# taz.de -- Regierungsbildung im Kosovo: Hashim Thaci findet Koalitionspartner
       
       > Die neue Regierung verfügt im Parlament des Kosovo nur über eine knappe
       > Mehrheit. Und ein Vertreter der serbischen Minderheit wird als
       > Vizepremier gehandelt.
       
 (IMG) Bild: Hashim Thaci bei der Stimmabgabe vor mehr als zwei Monaten.
       
       SARAJEWO taz | Die Regierungsbildung in Kosovo ist überraschend zügig über
       die Bühne gegangen. Zwei Monate nach den Wahlen ist es dem bisherigen
       Premierminister Hashim Thaçi gelungen, Partner für eine neue Regierung zu
       finden. Die bisherige Koalition mit der traditionsreichen und
       zweitstärksten Partei, der "Demokratischen Liga Kosova" (LDK), war
       gescheitert.
       
       Am Samstag wurden die Koalitionsvereinbarungen unterschrieben. Demnach wird
       die stärkste Partei, die "Demokratische Partei Kosova" (PDK) mit der
       "Allianz Neues Kosova" (AKR) des Bauunternehmers Behgjet Pacolli und
       einigen Minderheitenparteien die neue Regierung bilden. Das neue Bündnis
       stützt sich auf eine knappe Mehrheit von 65 der 120 Abgeordneten im
       Parlament, darunter sollen sich 22 Vertreter von nationalen Minderheiten
       befinden.
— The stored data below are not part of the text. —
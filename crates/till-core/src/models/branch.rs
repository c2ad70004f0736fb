use serde::{Deserialize, Serialize};
use uuid::Uuid;

/// Branch id/name pair scoped to a company.
#[derive(Debug, Clone, PartialEq, Eq, Serialize, Deserialize)]
pub struct Branch {
    pub id: Uuid,
    pub name: String,
}
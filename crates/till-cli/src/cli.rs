use crate::error::{CliError, Result as CliResult};

use clap::{Parser, Subcommand};
use till_core::Role;
use uuid::Uuid;

#[derive(Debug, Parser)]
#[command(name = "till", version, about = "Point-of-sale session and identity tool")]
pub struct Cli {
    /// Account email; falls back to the TILL_EMAIL environment variable
    #[arg(long, global = true)]
    pub email: Option<String>,

    /// Account password; falls back to the TILL_PASSWORD environment variable
    #[arg(long, global = true)]
    pub password: Option<String>,

    #[command(subcommand)]
    pub command: Command,
}

#[derive(Debug, Subcommand)]
pub enum Command {
    /// Verify credentials and hydrate the session
    Login,
    /// Register a new account
    Signup {
        /// Display name recorded on the new account
        #[arg(long)]
        name: String,
    },
    /// Revoke the session upstream and purge all local state
    Logout,
    /// Print the hydrated session snapshot as JSON
    Status {
        #[arg(long)]
        pretty: bool,
    },
    /// Active-branch selection (admin only)
    #[command(subcommand)]
    Branch(BranchCommand),
    /// Employee management through privileged server functions (admin only)
    #[command(subcommand)]
    Employee(EmployeeCommand),
    /// Backfill a missing company linkage for the signed-in company creator
    RepairCompany,
}

#[derive(Debug, Subcommand)]
pub enum BranchCommand {
    /// Make a branch the active one; persists across restarts
    Select { branch_id: Uuid },
    /// Drop the persisted branch selection
    Clear,
}

#[derive(Debug, Subcommand)]
pub enum EmployeeCommand {
    /// Create an employee account in the signed-in admin's company
    Create {
        /// Email for the new account; --email stays the acting admin's
        #[arg(long = "new-email")]
        new_email: String,
        /// Initial password for the new account
        #[arg(long = "new-password")]
        new_password: String,
        #[arg(long)]
        name: String,
        #[arg(long)]
        role: Role,
        #[arg(long)]
        branch: Option<Uuid>,
    },
    /// Update an employee's profile fields
    Update {
        user_id: Uuid,
        #[arg(long)]
        name: Option<String>,
        #[arg(long)]
        role: Option<Role>,
        #[arg(long)]
        branch: Option<Uuid>,
    },
    /// Soft-delete an employee (or hard-delete with --hard)
    Delete {
        user_id: Uuid,
        #[arg(long)]
        reason: Option<String>,
        #[arg(long)]
        hard: bool,
    },
}

impl Cli {
    /// Credentials from flags, falling back to the environment.
    pub fn credentials(&self) -> CliResult<(String, String)> {
        let email = self
            .email
            .clone()
            .or_else(|| std::env::var("TILL_EMAIL").ok())
            .ok_or_else(|| CliError::usage("email required (--email or TILL_EMAIL)"))?;
        let password = self
            .password
            .clone()
            .or_else(|| std::env::var("TILL_PASSWORD").ok())
            .ok_or_else(|| CliError::usage("password required (--password or TILL_PASSWORD)"))?;
        Ok((email, password))
    }
}
//! Shared helpers for platform client tests.

use jsonwebtoken::{Algorithm, EncodingKey, Header, encode};
use serde::Serialize;
use serde_json::json;
use till_config::{PlatformConfig, TimeoutConfig};
use wiremock::{Mock, MockServer, ResponseTemplate, matchers};

#[derive(Serialize)]
pub struct TestClaims {
    pub sub: String,
    pub iss: String,
    pub exp: i64,
    pub iat: i64,
}

/// Mint an HS256 token carrying the given subject and issuer.
pub fn mint_token(sub: &str, iss: &str) -> String {
    let now = chrono::Utc::now().timestamp();
    let claims = TestClaims {
        sub: sub.to_string(),
        iss: iss.to_string(),
        exp: now + 3600,
        iat: now,
    };
    encode(
        &Header::new(Algorithm::HS256),
        &claims,
        &EncodingKey::from_secret(b"test-secret-key-at-least-32-bytes"),
    )
    .unwrap()
}

pub fn platform_config(server: &MockServer) -> PlatformConfig {
    PlatformConfig {
        base_url: server.uri(),
        anon_key: "test-anon-key".to_string(),
        site_url: None,
        token_refresh_margin_secs: 60,
    }
}

/// Short deadlines so timeout paths are fast in tests.
pub fn fast_timeouts() -> TimeoutConfig {
    TimeoutConfig {
        profile_ms: 200,
        company_ms: 200,
        branches_ms: 200,
        watchdog_ms: 500,
    }
}

/// Mount the password-grant endpoint returning the given access token.
pub async fn mount_password_grant(server: &MockServer, access_token: &str, user_id: &str) {
    Mock::given(matchers::method("POST"))
        .and(matchers::path("/auth/v1/token"))
        .and(matchers::query_param("grant_type", "password"))
        .respond_with(ResponseTemplate::new(200).set_body_json(json!({
            "access_token": access_token,
            "refresh_token": "refresh-token-1",
            "expires_in": 3600,
            "user": {
                "id": user_id,
                "email": "pat@example.com",
                "user_metadata": { "display_name": "Pat" }
            }
        })))
        .mount(server)
        .await;
}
Insgesamt wurden 25 Minderheitenabgeordnete ins Parlament
       gewählt, darunter 15 Serben.
       
       Eine stabilere Regierung zu bilden, war aber nicht möglich, denn weder die
       Fortschrittspartei AAK sowie die Demokratische Liga wollten eine Koalition
       mit Thaçi eingehen. Zusammen mit der Gruppe "Selbstbestimmung" des
       ehemaligen Studentenführers Albin Kurti ist daher eine starke Opposition im
       Parlament zu erwarten.
       
       Der Regierungsbildung waren harte Verhandlungen über die Machtverteilung im
       künftigen Bündnis vorausgegangen. Thaçi bot Pacolli den Posten des
       Präsidenten der Republik an. Ob aber der mit einem Schweizer Pass
       ausgestattete Unternehmer, der mit seiner Baufirma im Russland- und
       Kasachstangeschäft reich geworden ist, wirklich am heutigen Montag zum
       Präsidenten der Republik gewählt werden wird, ist noch unklar. Denn einige
       Abgeordnete der PDK wollen den Baulöwen nicht unterstützten. Auch
       internationale Diplomaten äußern Kritik. Die Wahl eines Staatschefs mit
       dubiosem Geschäftsgebahren könnte sich als politischer Fehler für die
       Zukunft des Landes herausstellen.
       
       Trotz der vor allem aus Serbien stammenden Anschuldigungen gegenüber Hashim
       Thaçi selbst, er sei ein Boss der albanischen Mafia, haben sich die
       Vertreter der serbischen Minderheit bereit gefunden, die Regierung Thaçi zu
       unterstützen. Ein Vertreter der serbischen Minderheit, die bisher zwei
       Minister stellte, soll sogar stellvertretender Ministerpräsident werden.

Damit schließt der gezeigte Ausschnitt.